AEG Live Deal Off Table?

A deal to give Cablevision Systems and Ticketmaster a 49 percent stake in AEG Live is believed to have hit the rocks, with AEG and Cablevision reportedly at loggerheads over issues of control and strategy, the Wall Street Journal reports.

The two companies, headed up by supermoguls Philip Anschutz and Jim Dolan, called off negotiations in early March, according to sources the Journal reported as "familiar with the matter."

It’s not clear where that leaves Ticketmaster, which is in the process of being spun off by parent IAC/InterActiveCorp. Theoretically, TM could still pursue an investment in AEG Live even if Cablevision bails out. One source told the Journal that such an agreement was unlikely at the moment, but could be revived later.

The much-rumored but never confirmed proposal entails Cablevision buying 34 percent and Ticketmaster 15 percent of AEG Live. The investment could infuse as much as $200 million into the concert promoter and peg the total value of the company at $350 million to $400 million, according to the paper.

Representatives for the three companies have declined to comment.

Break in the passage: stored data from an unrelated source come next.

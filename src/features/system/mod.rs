pub mod dtos;
pub mod handlers;
pub mod routes;
pub mod services;

pub use services::SystemService;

Word of the purported deal surfaced in late February. Such a deal would alter the playing field in the concert promotion business, giving AEG Live serious leverage to compete with Live Nation, particularly with spurned LN partner Ticketmaster on board.

In addition, Cablevision’s Madison Square Garden and associated companies, as well as the Fuse TV cable companies, would certainly bring a little extra thunder to AEG Live.